(AIM OF THE TASK) When a line in the entries below contains "IncorrectlyFormed", tally it; give the tally with nothing added.

═══ RECORDS FOR THE TASK ═══

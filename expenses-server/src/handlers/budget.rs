use expenses_common::analytics::{self, MonthWindow};
use expenses_common::categories::Category;
use expenses_common::db::{BudgetStore, DaoError, ExpenseStore};
use expenses_common::messages::{
    Budget, BudgetStatusReport, BudgetUpdateRequest, Message, NewBudgetRequest,
};
use expenses_common::models::budget::{BudgetChanges, NewBudget, DEFAULT_ALERT_THRESHOLD};
use expenses_common::money;

use actix_web::{web, HttpResponse};
use chrono::Utc;
use rust_decimal::Decimal;
use std::borrow::Cow;
use uuid::Uuid;

use crate::handlers::error::{DoesNotExistType, HttpErrorResponse};
use crate::middleware::auth::{Access, VerifiedToken};
use crate::middleware::FromHeader;

const BUDGET_NOT_FOUND_MSG: &str = "Budget not found";

pub async fn get(
    budget_store: web::Data<dyn BudgetStore>,
    user_access_token: VerifiedToken<Access, FromHeader>,
) -> Result<HttpResponse, HttpErrorResponse> {
    let budgets = match budget_store
        .get_active_budgets(user_access_token.claims.user_id)
        .await
    {
        Ok(b) => b,
        Err(e) => {
            log::error!("{e}");
            return Err(HttpErrorResponse::InternalError(Cow::Borrowed(
                "Failed to get budgets",
            )));
        }
    };

    let budgets: Vec<Budget> = budgets.iter().map(Budget::from).collect();
    Ok(HttpResponse::Ok().json(budgets))
}

pub async fn create(
    budget_store: web::Data<dyn BudgetStore>,
    user_access_token: VerifiedToken<Access, FromHeader>,
    new_budget: web::Json<NewBudgetRequest>,
) -> Result<HttpResponse, HttpErrorResponse> {
    let user_id = user_access_token.claims.user_id;

    let category = match new_budget.category.as_deref().map(str::trim) {
        Some(c) if !c.is_empty() => validate_category(c)?,
        _ => {
            return Err(HttpErrorResponse::IncorrectlyFormed(Cow::Borrowed(
                "Category is required",
            )))
        }
    };

    let Some(monthly_limit) = new_budget.monthly_limit else {
        return Err(HttpErrorResponse::IncorrectlyFormed(Cow::Borrowed(
            "Monthly limit is required",
        )));
    };
    let monthly_limit_cents = validate_monthly_limit(monthly_limit)?;

    let alert_threshold = match new_budget.alert_threshold {
        Some(t) => validate_alert_threshold(t)?,
        None => DEFAULT_ALERT_THRESHOLD,
    };

    match budget_store
        .get_budget_by_category(user_id, category.label())
        .await
    {
        Ok(None) => (),
        Ok(Some(_)) => return Err(duplicate_budget_error()),
        Err(e) => {
            log::error!("{e}");
            return Err(HttpErrorResponse::InternalError(Cow::Borrowed(
                "Failed to check for existing budget",
            )));
        }
    }

    let now = Utc::now();
    let new_budget = NewBudget {
        id: Uuid::now_v7(),
        user_id,
        category: category.label(),
        monthly_limit_cents,
        alert_threshold,
        is_active: true,
        notes: new_budget.notes.as_deref().unwrap_or(""),
        created_at: now,
        updated_at: now,
    };

    let budget = match budget_store.create_budget(&new_budget).await {
        Ok(b) => b,
        // Lost a race with a concurrent create for the same category
        Err(e) if e.is_unique_violation() => return Err(duplicate_budget_error()),
        Err(e) => {
            log::error!("{e}");
            return Err(HttpErrorResponse::InternalError(Cow::Borrowed(
                "Failed to create budget",
            )));
        }
    };

    Ok(HttpResponse::Created().json(Budget::from(&budget)))
}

═══

(SOLUTION TO THIS PROBLEM) 2